TASK DIRECTIONS. For this exercise, return the line containing "fn to_component(component: &norad::Component)" and every line after it through the end of the records below, without alteration.

DATA.
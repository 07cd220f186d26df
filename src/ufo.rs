//! Load UFO sources into the checker's font model.

use std::path::Path;

use kurbo::{Affine, Point};

use crate::contour::{Contour, ContourPoint, PointType};
use crate::error::CheckError;
use crate::font::{Font, FontInfo};
use crate::glyph::{Anchor, Component, Glyph};

static GLYPH_ORDER_KEY: &str = "public.glyphOrder";

/// Load the default layer of a UFO.
pub fn load(path: &Path) -> Result<Font, CheckError> {
    let ufo = norad::Font::load(path)?;
    Ok(from_norad(&ufo))
}

/// Convert a loaded `norad::Font`.
///
/// Glyphs follow `public.glyphOrder` when the lib has one; glyphs it
/// doesn't list come after, in layer order.
pub fn from_norad(ufo: &norad::Font) -> Font {
    let mut font = Font::new(font_info(&ufo.font_info));
    for glyph in ufo.default_layer().iter() {
        font.insert(to_glyph(glyph));
    }
    if let Some(order) = glyph_order(ufo) {
        font.apply_glyph_order(&order);
    } else {
        log::debug!("no {GLYPH_ORDER_KEY} in lib, keeping layer order");
    }
    font
}

/// Names listed in the lib's glyph order, if present and well formed.
pub fn glyph_order(ufo: &norad::Font) -> Option<Vec<String>> {
    ufo.lib
        .get(GLYPH_ORDER_KEY)
        .and_then(|val| val.as_array())
        .and_then(|names| {
            names
                .iter()
                .map(|val| val.as_string().map(str::to_string))
                .collect()
        })
}

pub fn font_info(info: &norad::FontInfo) -> FontInfo {
    FontInfo {
        units_per_em: info.units_per_em.map(|v| v.as_f64()),
        ascender: info.ascender,
        descender: info.descender,
        x_height: info.x_height,
        cap_height: info.cap_height,
        blue_values: info.postscript_blue_values.clone().unwrap_or_default(),
        other_blues: info.postscript_other_blues.clone().unwrap_or_default(),
        stem_snap_h: info.postscript_stem_snap_h.clone().unwrap_or_default(),
        stem_snap_v: info.postscript_stem_snap_v.clone().unwrap_or_default(),
    }
}

pub fn to_glyph(ufo_glyph: &norad::Glyph) -> Glyph {
    let mut glyph = Glyph::new(ufo_glyph.name().as_str());
    glyph.set_width(ufo_glyph.width);
    glyph.set_unicodes(ufo_glyph.codepoints.iter().collect());
    glyph.set_contours(ufo_glyph.contours.iter().map(to_contour).collect());
    for component in &ufo_glyph.components {
        glyph.add_component(to_component(component));
    }
    for anchor in &ufo_glyph.anchors {
        glyph.add_anchor(Anchor {
            name: anchor.name.as_ref().map(|n| n.to_string()),
            position: Point::new(anchor.x, anchor.y),
        });
    }
    glyph
}

pub fn to_contour(contour: &norad::Contour) -> Contour {
    Contour::new(contour.points.iter().map(contour_point).collect())
}

fn to_component(component: &norad::Component) -> Component {
    let t = &component.transform;
    Component::new(
        component.base.as_str(),
        Affine::new([t.x_scale, t.xy_scale, t.yx_scale, t.y_scale, t.x_offset, t.y_offset]),
    )
}

fn contour_point(p: &norad::ContourPoint) -> ContourPoint {
    let typ = match p.typ {
        norad::PointType::Move => PointType::Move,
        norad::PointType::Line => PointType::Line,
        norad::PointType::OffCurve => PointType::OffCurve,
        norad::PointType::Curve => PointType::Curve,
        norad::PointType::QCurve => PointType::QCurve,
    };
    ContourPoint::new(p.x, p.y, typ, p.smooth)
}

RESPONSE BOX.
fn to_component(component: &norad::Component) -> Component {
    let t = &component.transform;
    Component::new(
        component.base.as_str(),
        Affine::new([t.x_scale, t.xy_scale, t.yx_scale, t.y_scale, t.x_offset, t.y_offset]),
    )
}

fn contour_point(p: &norad::ContourPoint) -> ContourPoint {
    let typ = match p.typ {
        norad::PointType::Move => PointType::Move,
        norad::PointType::Line => PointType::Line,
        norad::PointType::OffCurve => PointType::OffCurve,
        norad::PointType::Curve => PointType::Curve,
        norad::PointType::QCurve => PointType::QCurve,
    };
    ContourPoint::new(p.x, p.y, typ, p.smooth)
}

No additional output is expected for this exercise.